Monday, March 30, 2020

Musical Monday - Jack and Diane by John Cougar


#1 on the Billboard Hot 100: October 2, 1982 through October 23, 1982.
#1 on the Cash Box Top 100: October 2, 1982 through October 16, 1982.
#1 on the U.K. Chart: Never.

One of the reasons the the decline of Chicago into producing pallid pablum is so disappointing is that other musical acts, like John Mellencamp, were busy staking out hard edged, biting music that would characterize the entire decade.

John Mellencamp, still using the moniker "John Cougar", had a bigger hit with Hurts So Good a few weeks prior, but the song Jack and Diane is a better song, and a better harbinger of how the bulk of Mellencamp's career would go. This is, in short, a song about the optimism and subsequent disillusionment that results from growing up in a small town in the heartland of America.

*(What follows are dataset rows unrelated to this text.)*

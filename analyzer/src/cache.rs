//! Analysis cache keyed by the content hash of the analyzed input.
//!
//! Entries live in a directory as `field_analysis_<key>.json`, where
//! `<key>` is the first 16 hex digits of the SHA-256 of the input bytes.
//! Identical input always maps to the same entry; any change to the input
//! maps to a new one, so entries never need invalidation.

use std::fs;
use std::path::{Path, PathBuf};

use serde_json::Value;
use sha2::{Digest, Sha256};
use tracing::{debug, info, warn};

use crate::SchemaAnalyzer;
use crate::error::Result;

/// Directory created next to the schemas file when no cache directory is
/// configured.
pub const DEFAULT_CACHE_DIR_NAME: &str = ".sqlscope_cache";

const KEY_HEX_LEN: usize = 16;

/// Computes the cache key for a byte string.
///
/// # Examples
///
/// ```
/// use sqlscope_analyzer::content_key;
///
/// let key = content_key(b"{}");
/// assert_eq!(key.len(), 16);
/// assert_eq!(key, content_key(b"{}"));
/// assert_ne!(key, content_key(b"{ }"));
/// ```
pub fn content_key(bytes: &[u8]) -> String {
    let digest = format!("{:x}", Sha256::digest(bytes));
    digest[..KEY_HEX_LEN].to_string()
}

/// Directory-backed store of analysis results.
#[derive(Debug, Clone)]
pub struct AnalysisCache {
    cache_dir: PathBuf,
}

impl AnalysisCache {
    pub fn new(cache_dir: impl Into<PathBuf>) -> Self {
        Self {
            cache_dir: cache_dir.into(),
        }
    }

    /// Cache stored in [`DEFAULT_CACHE_DIR_NAME`] beside `schemas_path`.
    pub fn beside(schemas_path: impl AsRef<Path>) -> Self {
        let parent = schemas_path
            .as_ref()
            .parent()
            .filter(|p| !p.as_os_str().is_empty())
            .unwrap_or_else(|| Path::new("."));
        Self::new(parent.join(DEFAULT_CACHE_DIR_NAME))
    }

    pub fn dir(&self) -> &Path {
        &self.cache_dir
    }

    pub fn entry_path(&self, key: &str) -> PathBuf {
        self.cache_dir.join(format!("field_analysis_{key}.json"))
    }

    /// Looks up a stored analysis.
    ///
    /// Missing, unreadable, or unparseable entries are misses, as is an
    /// entry holding an empty JSON object.
    pub fn get(&self, key: &str) -> Option<Value> {
        let path = self.entry_path(key);
        let raw = fs::read_to_string(&path).ok()?;
        match serde_json::from_str::<Value>(&raw) {
            Ok(Value::Object(map)) if map.is_empty() => {
                debug!(path = %path.display(), "Ignoring empty cache entry");
                None
            }
            Ok(value) => Some(value),
            Err(err) => {
                warn!(path = %path.display(), error = %err, "Ignoring corrupt cache entry");
                None
            }
        }
    }

    /// Stores an analysis, creating the cache directory if needed.
    pub fn put(&self, key: &str, analysis: &Value) -> Result<PathBuf> {
        fs::create_dir_all(&self.cache_dir)?;
        let path = self.entry_path(key);
        fs::write(&path, serde_json::to_string_pretty(analysis)?)?;
        Ok(path)
    }
}

/// Result of a cached analysis request.
#[derive(Debug, Clone)]
pub struct AnalysisOutcome {
    pub analysis: Value,
    /// `true` if the analysis was read from the cache.
    pub from_cache: bool,
    /// Entry the analysis was read from or written to.
    pub cache_path: PathBuf,
}

/// Caching decorator around any [`SchemaAnalyzer`].
///
/// With `force` set, the cache is never read but fresh results are still
/// stored.
#[derive(Debug, Clone)]
pub struct CachedAnalyzer<A> {
    inner: A,
    cache: AnalysisCache,
    force: bool,
}

impl<A: SchemaAnalyzer> CachedAnalyzer<A> {
    pub fn new(inner: A, cache: AnalysisCache) -> Self {
        Self {
            inner,
            cache,
            force: false,
        }
    }

    pub fn with_force(mut self, force: bool) -> Self {
        self.force = force;
        self
    }

    pub fn cache(&self) -> &AnalysisCache {
        &self.cache
    }

    pub fn inner(&self) -> &A {
        &self.inner
    }

    /// Analyzes the JSON document in `raw`, keyed by the hash of `raw`
    /// itself.
    ///
    /// The bytes are parsed before the cache is consulted, so malformed
    /// input fails even when an entry for it exists. A failure to store
    /// the fresh result is logged and does not discard it.
    pub fn analyze_source(&self, raw: &[u8]) -> Result<AnalysisOutcome> {
        let schemas: Value = serde_json::from_slice(raw)?;
        if let Some(tables) = schemas.as_object() {
            debug!(tables = tables.len(), "Loaded table schemas");
        }

        let key = content_key(raw);
        let cache_path = self.cache.entry_path(&key);

        if self.force {
            debug!("Cache bypassed by force");
        } else if let Some(analysis) = self.cache.get(&key) {
            info!(path = %cache_path.display(), "Using cached analysis");
            return Ok(AnalysisOutcome {
                analysis,
                from_cache: true,
                cache_path,
            });
        } else {
            debug!(key = %key, "No cached analysis");
        }

        let analysis = self.inner.analyze(&schemas)?;

        match self.cache.put(&key, &analysis) {
            Ok(path) => info!(path = %path.display(), "Cached analysis"),
            Err(err) => warn!(path = %cache_path.display(), error = %err, "Failed to cache analysis"),
        }

        Ok(AnalysisOutcome {
            analysis,
            from_cache: false,
            cache_path,
        })
    }
}

impl<A: SchemaAnalyzer> SchemaAnalyzer for CachedAnalyzer<A> {
    /// Keys on the compact serialization of `schemas`.
    fn analyze(&self, schemas: &Value) -> Result<Value> {
        let raw = serde_json::to_vec(schemas)?;
        Ok(self.analyze_source(&raw)?.analysis)
    }
}

#[cfg(test)]
mod tests {
    use super::*;
    use serde_json::json;
    use std::cell::Cell;

    /// Counts calls and echoes the table names it was given.
    struct CountingAnalyzer {
        calls: Cell<usize>,
    }

    impl CountingAnalyzer {
        fn new() -> Self {
            Self { calls: Cell::new(0) }
        }
    }

    impl SchemaAnalyzer for CountingAnalyzer {
        fn analyze(&self, schemas: &Value) -> Result<Value> {
            self.calls.set(self.calls.get() + 1);
            let tables: Vec<_> = schemas
                .as_object()
                .map(|m| m.keys().cloned().collect())
                .unwrap_or_default();
            Ok(json!({"tables": tables, "run": self.calls.get()}))
        }
    }

    #[test]
    fn test_content_key_matches_sha256_prefix() {
        // SHA-256("abc") = ba7816bf8f01cfea414140de5dae2223...
        assert_eq!(content_key(b"abc"), "ba7816bf8f01cfea");
    }

    #[test]
    fn test_cache_roundtrip() {
        let dir = tempfile::tempdir().unwrap();
        let cache = AnalysisCache::new(dir.path().join("nested").join("cache"));

        assert!(cache.get("0123456789abcdef").is_none());
        let path = cache.put("0123456789abcdef", &json!({"summary": {}})).unwrap();
        assert!(path.ends_with("field_analysis_0123456789abcdef.json"));
        assert_eq!(cache.get("0123456789abcdef"), Some(json!({"summary": {}})));
    }

    #[test]
    fn test_cache_ignores_corrupt_and_empty_entries() {
        let dir = tempfile::tempdir().unwrap();
        let cache = AnalysisCache::new(dir.path());

        fs::write(cache.entry_path("corrupt"), "{not json").unwrap();
        assert!(cache.get("corrupt").is_none());

        fs::write(cache.entry_path("empty"), "{}").unwrap();
        assert!(cache.get("empty").is_none());
    }

    #[test]
    fn test_cache_beside_schemas_file() {
        let cache = AnalysisCache::beside("out/schemas.json");
        assert_eq!(cache.dir(), Path::new("out/.sqlscope_cache"));

        let cache = AnalysisCache::beside("schemas.json");
        assert_eq!(cache.dir(), Path::new("./.sqlscope_cache"));
    }

    #[test]
    fn test_cached_analyzer_hits_after_first_run() {
        let dir = tempfile::tempdir().unwrap();
        let analyzer = CachedAnalyzer::new(CountingAnalyzer::new(), AnalysisCache::new(dir.path()));
        let raw = br#"{"users": {}}"#;

        let first = analyzer.analyze_source(raw).unwrap();
        assert!(!first.from_cache);
        assert_eq!(first.analysis["tables"], json!(["users"]));
        assert!(first.cache_path.exists());

        let second = analyzer.analyze_source(raw).unwrap();
        assert!(second.from_cache);
        assert_eq!(second.analysis, first.analysis);
        assert_eq!(second.cache_path, first.cache_path);
        assert_eq!(analyzer.inner().calls.get(), 1);
    }

    #[test]
    fn test_cached_analyzer_misses_on_changed_input() {
        let dir = tempfile::tempdir().unwrap();
        let analyzer = CachedAnalyzer::new(CountingAnalyzer::new(), AnalysisCache::new(dir.path()));

        analyzer.analyze_source(br#"{"users": {}}"#).unwrap();
        let changed = analyzer.analyze_source(br#"{"orders": {}}"#).unwrap();
        assert!(!changed.from_cache);
        assert_eq!(analyzer.inner().calls.get(), 2);
    }

    #[test]
    fn test_force_bypasses_cache_but_refreshes_it() {
        let dir = tempfile::tempdir().unwrap();
        let cache = AnalysisCache::new(dir.path());
        let raw = br#"{"users": {}}"#;

        CachedAnalyzer::new(CountingAnalyzer::new(), cache.clone())
            .analyze_source(raw)
            .unwrap();

        let forced = CachedAnalyzer::new(CountingAnalyzer::new(), cache.clone()).with_force(true);
        let outcome = forced.analyze_source(raw).unwrap();
        assert!(!outcome.from_cache);
        assert_eq!(forced.inner().calls.get(), 1);
        assert_eq!(cache.get(&content_key(raw)), Some(outcome.analysis));
    }

    #[test]
    fn test_invalid_json_input_is_an_error() {
        let dir = tempfile::tempdir().unwrap();
        let cache = AnalysisCache::new(dir.path());
        cache.put(&content_key(b"{oops"), &json!({"stale": true})).unwrap();

        let analyzer = CachedAnalyzer::new(CountingAnalyzer::new(), cache);
        let err = analyzer.analyze_source(b"{oops").unwrap_err();
        assert!(matches!(err, crate::AnalyzerError::Json(_)));
        assert_eq!(analyzer.inner().calls.get(), 0);
    }

    #[test]
    fn test_decorator_implements_trait() {
        let dir = tempfile::tempdir().unwrap();
        let analyzer = CachedAnalyzer::new(CountingAnalyzer::new(), AnalysisCache::new(dir.path()));
        let schemas = json!({"a": {}, "b": {}});

        let first = analyzer.analyze(&schemas).unwrap();
        let second = analyzer.analyze(&schemas).unwrap();
        assert_eq!(first, second);
        assert_eq!(analyzer.inner().calls.get(), 1);
    }
}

As Mellencamp's career progressed, it became clear that his musical wheelhouse was songs that were essentially about growing up in rural Indiana.

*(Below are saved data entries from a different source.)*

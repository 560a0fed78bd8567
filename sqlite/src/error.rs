//! Error types for database inspection.
//!
//! Separates user input errors (missing or non-file paths) from failures
//! reported by the SQLite engine itself.

use std::path::PathBuf;

use thiserror::Error;

/// Errors that can occur while opening or inspecting a database.
#[derive(Debug, Error)]
pub enum InspectError {
    /// The database path does not exist.
    #[error("Database file not found: {}", .0.display())]
    DatabaseNotFound(PathBuf),

    /// The database path exists but is not a regular file.
    #[error("Path is not a file: {}", .0.display())]
    NotAFile(PathBuf),

    /// SQLite failed while connecting, querying, or reading a row.
    #[error("Error reading database: {0}")]
    Database(#[from] rusqlite::Error),
}

impl InspectError {
    /// Returns `true` for errors caused by the supplied path rather than
    /// the database contents.
    pub fn is_input_error(&self) -> bool {
        matches!(
            self,
            InspectError::DatabaseNotFound(_) | InspectError::NotAFile(_)
        )
    }
}

/// Convenience alias for results with [`InspectError`].
pub type Result<T> = std::result::Result<T, InspectError>;
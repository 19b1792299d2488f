//! Monotonic identifier generation.
//!
//! This module contains the [`IdGenerator`] service and the [`Clock`] sources
//! it reads wall-clock time from.

pub mod clock;
pub mod monotonic;

pub use clock::{Clock, ManualClock, SystemClock};
pub use monotonic::IdGenerator;
//! Error taxonomy for identifier codecs and the generator.

use num_bigint::BigInt;
use thiserror::Error;

/// Convenience alias for results carrying an [`IdError`]
pub type Result<T> = std::result::Result<T, IdError>;

/// Errors reported by the identifier codecs and the generator.
///
/// Variants fall into two classes that callers handle differently: input
/// with the wrong shape ([`IdError::is_shape_error`]) and well-formed values
/// outside the 128-bit domain ([`IdError::is_domain_error`]).
#[derive(Debug, Clone, PartialEq, Eq, Error)]
pub enum IdError {
    /// No buffer was supplied
    #[error("identifier buffer is missing")]
    MissingInput,

    /// The buffer is not exactly 16 bytes long
    #[error("identifier buffer must be 16 bytes, got {actual}")]
    InvalidLength {
        /// Length of the rejected buffer
        actual: usize,
    },

    /// Text could not be parsed as a decimal integer
    #[error("invalid decimal identifier: {0:?}")]
    InvalidDecimal(String),

    /// The decimal value is below zero
    #[error("identifier cannot be negative: {0}")]
    NegativeValue(BigInt),

    /// The decimal value exceeds 2^128 - 1
    #[error("identifier exceeds 2^128 - 1: {0}")]
    OutOfRange(BigInt),

    /// The generator has already issued the largest identifier
    #[error("identifier space exhausted")]
    Exhausted,
}

impl IdError {
    /// True when the input had the wrong shape (absent, wrong length, not a number)
    pub fn is_shape_error(&self) -> bool {
        matches!(
            self,
            IdError::MissingInput | IdError::InvalidLength { .. } | IdError::InvalidDecimal(_)
        )
    }

    /// True when the input was a number outside [0, 2^128 - 1]
    pub fn is_domain_error(&self) -> bool {
        matches!(self, IdError::NegativeValue(_) | IdError::OutOfRange(_))
    }
}
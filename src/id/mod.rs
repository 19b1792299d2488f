//! Identifier value type and its codecs.
//!
//! The [`Identifier`] is an exact unsigned 128-bit integer. Each submodule
//! converts it to one external representation:
//!
//! - [`bytes`] - the 16-byte little-endian wire and storage buffer
//! - [`structured`] - UUIDs, copying raw bytes as-is
//! - [`decimal`] - arbitrary-precision integers and decimal text

pub mod bytes;
pub mod decimal;
pub mod error;
pub mod identifier;
mod serialize;
pub mod structured;

pub use error::{IdError, Result};
pub use identifier::Identifier;
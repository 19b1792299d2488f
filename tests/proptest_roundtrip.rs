//! Property tests for the identifier codecs.

use keyspace_id::Identifier;
use keyspace_id::id::{bytes, decimal, structured};
use num_bigint::BigInt;
use proptest::prelude::*;
use uuid::Uuid;

fn arb_identifier() -> impl Strategy<Value = Identifier> {
    prop_oneof![
        any::<(u64, u64)>().prop_map(|(high, low)| Identifier::new(high, low)),
        Just(Identifier::ZERO),
        Just(Identifier::MAX),
        any::<u64>().prop_map(|low| Identifier::new(0, low)),
    ]
}

proptest! {
    #[test]
    fn buffer_round_trip(buf in any::<[u8; 16]>()) {
        let id = bytes::decode(Some(&buf)).unwrap();
        prop_assert_eq!(bytes::encode(id), buf);
    }

    #[test]
    fn buffer_length_other_than_16_rejected(buf in prop::collection::vec(any::<u8>(), 0..40)) {
        prop_assume!(buf.len() != 16);
        prop_assert!(bytes::decode(Some(buf.as_slice())).unwrap_err().is_shape_error());
    }

    #[test]
    fn structured_preserves_raw_bytes(raw in any::<[u8; 16]>()) {
        let uuid = Uuid::from_bytes(raw);
        let id = structured::decode(uuid);
        prop_assert_eq!(id.to_le_bytes(), raw);
        prop_assert_eq!(*structured::encode(id).as_bytes(), raw);
    }

    #[test]
    fn decimal_round_trip(id in arb_identifier()) {
        prop_assert_eq!(decimal::decode(&decimal::encode(id)), Ok(id));
        prop_assert_eq!(id.to_string().parse::<Identifier>(), Ok(id));
    }

    #[test]
    fn order_matches_magnitude(a in arb_identifier(), b in arb_identifier()) {
        prop_assert_eq!(a.cmp(&b), a.as_u128().cmp(&b.as_u128()));
        prop_assert_eq!(a.cmp(&b), decimal::encode(a).cmp(&decimal::encode(b)));
    }

    #[test]
    fn negative_decimals_rejected(n in 1u128..=u128::MAX) {
        let value = -BigInt::from(n);
        prop_assert!(decimal::decode(&value).unwrap_err().is_domain_error());
    }
}
//! # keyspace-id - 128-bit primary keys
//!
//! A 128-bit identifier type used as the primary key space of a distributed
//! data store, plus a generator that hands out strictly increasing
//! identifiers to concurrent callers.
//!
//! ## Features
//!
//! - **Exact**: [`Identifier`] is an unsigned 128-bit integer ordered by magnitude
//! - **One wire form**: the 16-byte little-endian buffer in [`id::bytes`]
//! - **Interop**: byte-preserving UUID conversion and range-checked decimal conversion
//! - **Monotonic**: [`IdGenerator`] never repeats or goes backwards, across all threads
//!
//! ## Example
//!
//! ```rust
//! use keyspace_id::{IdGenerator, Identifier};
//! use keyspace_id::id::bytes;
//!
//! let generator = IdGenerator::new();
//! let id = generator.create();
//!
//! let key = bytes::encode(id);
//! assert_eq!(bytes::decode(Some(&key)), Ok(id));
//! assert_eq!(id.to_string().parse::<Identifier>(), Ok(id));
//! ```

pub mod generator;
pub mod id;

// Re-export the main public API
pub use generator::{Clock, IdGenerator, ManualClock, SystemClock};
pub use id::{IdError, Identifier, Result};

Jack and Diane captures what little I know about life in small towns in Indiana. I've been to more than one - much of my family lives in one or another tiny town in the rural Midwest - both my parents grew up there, and many of my childhood memories are of spending time in places like McLeansboro, Illinois and Crawfordsville, Indiana. This song simply feels like those places. This song feels both hopeful and desperate, capturing the waste of potential that the narrowness of small town existence often creates. Small towns are a place that a lot of people love and at the same time desperately want to escape from. This song captures that paradox.

One odd note about this song relates to an interview I saw that John Mellencamp gave a while ago. He said that hand claps were used in the song just to keep time, and that the original intent was to go back and edit them out of the recording, leaving just the guitar and vocals. He said that when they did that, the song simply fell apart, and so they left them in.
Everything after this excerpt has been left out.